I was feeling bereavement for my old life. I still attended church, and sat through the prayer meetings silently, I knew God answered prayers, I had lots of experience of that, God had even used my prayers to heal people, but now I was running on past experience of God, I did not feel God near me in the present.
The problem was that the help most Christians gave was not help but abuse. “If you feel far from God, guess who’s moved?” is as abusive as it gets.
Jesus felt abandoned by hid Father. Had Jesus moved.
Of course he hadn’t. Neither have depressed people, neither have women with postpartum anxiety. They are suffering, and suffering is not a sin.
Suffering is not a sin.
I cannot stress this enough. The victim blaming of phrases like, “If you feel far from God, guess who’s moved?” has to stop. Now. I appreciate it is true for some people, but it is abusive to others. Most of the use I have heard is abousive to some. Stop abusing us.
I fully appreciate that eight years in a spiritual wilderness is a long time. If I had received professional help it could have been shorter, but I got passed on to Christian counsellors who reinforced the abuse. It wasn’t until I got psychiatric help that I was also able to see that Jesus was not condemning me for suffering, but walking alongside me all the time.
My God, my God, why have you forsaken me. Is a powerful prayer to make, it echoes the words of Jesus. Walking with Jesus is walking the way of the cross, it is the great moral example of how we should live. I have blogged earlier about following Jesus leading us to our own Gethsemane, but if we follow further it could lead us to our own abandonment. Do not fight it, embrace it, it is the way of Jesus, and please allow others to have their times of darkness, they are walking with Jesus too.
Streams of light in dark places
I almost changed churches. One person, Sharon, the Vicar’s wife at the time came and spoke to me at the end of the service on more than one occasion, all of them without me asking, and telling me how much she appreciated me and how much I contributed to the church.
These always came when I was particularly low, not just contemplating suicide, but having decided on it and trying to find a way to do it with the least trauma to family.
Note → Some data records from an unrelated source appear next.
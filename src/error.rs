//! Error types for the drive_mirror crate.

use thiserror::Error;

/// Errors that can occur when mirroring Google Drive folders.
#[derive(Error, Debug)]
pub enum DriveError {
    #[error("Authentication failed: {0}")]
    AuthenticationError(String),

    #[error("I/O error: {0}")]
    Io(#[from] std::io::Error),

    #[error("Failed to parse JSON: {0}")]
    Json(#[from] serde_json::Error),

    #[error("HTTP request failed: {0}")]
    HttpError(#[from] reqwest::Error),

    #[error("API error ({status}): {message}")]
    ApiError { status: u16, message: String },

    #[error("Invalid URL or ID: {0}")]
    InvalidUrlOrId(String),

    #[error("JWT encoding error: {0}")]
    JwtError(#[from] jsonwebtoken::errors::Error),

    #[error("Token refresh failed: {0}")]
    TokenRefreshError(String),

    #[error("Authorization flow failed: {0}")]
    AuthorizationFlow(String),

    #[error("No valid folder IDs found")]
    NoFolderIds,

    #[error("Folder {folder_id} exceeds the maximum depth of {max_depth}")]
    DepthLimit { folder_id: String, max_depth: usize },

    #[error("Folder {0} was already visited in this tree")]
    CycleDetected(String),
}

/// Result type alias for DriveError.
pub type Result<T> = std::result::Result<T, DriveError>;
Having children at exam taking age helped postpone it too.
“There’s always light at the end of a tunnel,” is another phrase I hate. Not if you’re in a cave there isn’t. But Jesus is in the cave and if you let him he can find you.
I am not out of my cave yet, by any stretch of the imagination, but I am living my life with Jesus and I have learnt to love my church all over again.
Thanks to Sharon, there are times you need someone else’s faith as well as your own in order to carry on.
45 Now from the sixth hour there was darkness over all the land until the ninth hour. 46 And about the ninth hour Jesus cried out with a loud voice, saying, “Eli, Eli, lema sabachthani?” that is, “My God, my God, why have you forsaken me?” 47 And some of the bystanders, hearing it, said, “This man is calling Elijah.” 48 And one of them at once ran and took a sponge, filled it with sour wine, and put it on a reed and gave it to him to drink. 49 But the others said, “Wait, let us see whether Elijah will come to save him.” 50 And Jesus cried out again with a loud voice and yielded up his spirit.